Reproduce exactly, and only, the lines running from the start of the entries below to the line containing "- The applied".
----
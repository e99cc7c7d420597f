//! Serializable read-only view of the controller for presentation layers.

use crate::state::draft::CreateDraft;
use crate::state::entries::LoadPhase;
use serde::Serialize;

/// One list row.
#[derive(Debug, Clone, PartialEq, Eq, Serialize)]
pub struct EntryRow {
    pub id: String,
    pub key: String,
    /// Content cut to the list preview length.
    pub preview: String,
    /// Full content for detail views.
    pub content: String,
    pub category: String,
    pub timestamp: String,
    pub selected: bool,
    pub delete_armed: bool,
}

#[derive(Debug, Clone, PartialEq, Eq, Serialize)]
pub struct ControllerSnapshot {
    pub phase: LoadPhase,
    pub loading: bool,
    pub rows: Vec<EntryRow>,
    pub search_text: String,
    pub category_filter: String,
    /// Distinct categories of the loaded rows, sorted.
    pub categories: Vec<String>,
    /// Selected keys in row order.
    pub selected_keys: Vec<String>,
    pub all_selected: bool,
    pub draft: CreateDraft,
    pub armed_delete_key: Option<String>,
    pub batch_delete_armed: bool,
    pub banner: Option<String>,
}
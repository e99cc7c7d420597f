//! Ordered schema migrations for the memory database.
//!
//! # Invariants
//! - `version` values are strictly increasing.
//! - The applied version is mirrored to `PRAGMA user_version`.

use crate::db::{DbError, DbResult};
use rusqlite::Connection;

#[derive(Debug, Clone, Copy)]
struct Migration {
    version: u32,
    sql: &'static str,
}

const MIGRATIONS: &[Migration] = &[Migration {
    version: 1,
    sql: include_str!("0001_memories.sql"),
}];

/// Latest schema version this binary knows how to produce.
pub fn latest_version() -> u32 {
    MIGRATIONS.last().map_or(0, |migration| migration.version)
}

/// Applies pending migrations in one transaction.
///
/// # Errors
/// Refuses databases written by a newer schema.
pub fn apply_migrations(conn: &mut Connection) -> DbResult<()> {
    let current = current_user_version(conn)?;
    let latest = latest_version();

    if current > latest {
        return Err(DbError::SchemaTooNew {
            found: current,
            supported: latest,
        });
    }
    if current == latest {
        return Ok(());
    }

    let tx = conn.transaction()?;
    for migration in MIGRATIONS.iter().filter(|m| m.version > current) {
        tx.execute_batch(migration.sql)?;
        tx.execute_batch(&format!("PRAGMA user_version = {};", migration.version))?;
    }
    tx.commit()?;

    Ok(())
}

fn current_user_version(conn: &Connection) -> DbResult<u32> {
    let version = conn.query_row("PRAGMA user_version;", [], |row| row.get::<_, u32>(0))?;
    Ok(version)
}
----
◆ **ANSWER TO THE EXERCISE**:
repository e99cc7c7d420597f
//! Serializable read-only view of the controller for presentation layers.

use crate::state::draft::CreateDraft;
use crate::state::entries::LoadPhase;
use serde::Serialize;

/// One list row.
#[derive(Debug, Clone, PartialEq, Eq, Serialize)]
pub struct EntryRow {
    pub id: String,
    pub key: String,
    /// Content cut to the list preview length.
    pub preview: String,
    /// Full content for detail views.
    pub content: String,
    pub category: String,
    pub timestamp: String,
    pub selected: bool,
    pub delete_armed: bool,
}

#[derive(Debug, Clone, PartialEq, Eq, Serialize)]
pub struct ControllerSnapshot {
    pub phase: LoadPhase,
    pub loading: bool,
    pub rows: Vec<EntryRow>,
    pub search_text: String,
    pub category_filter: String,
    /// Distinct categories of the loaded rows, sorted.
    pub categories: Vec<String>,
    /// Selected keys in row order.
    pub selected_keys: Vec<String>,
    pub all_selected: bool,
    pub draft: CreateDraft,
    pub armed_delete_key: Option<String>,
    pub batch_delete_armed: bool,
    pub banner: Option<String>,
}
repository e99cc7c7d420597f
//! Ordered schema migrations for the memory database.
//!
//! # Invariants
//! - `version` values are strictly increasing.
//! - The applied version is mirrored to `PRAGMA user_version`.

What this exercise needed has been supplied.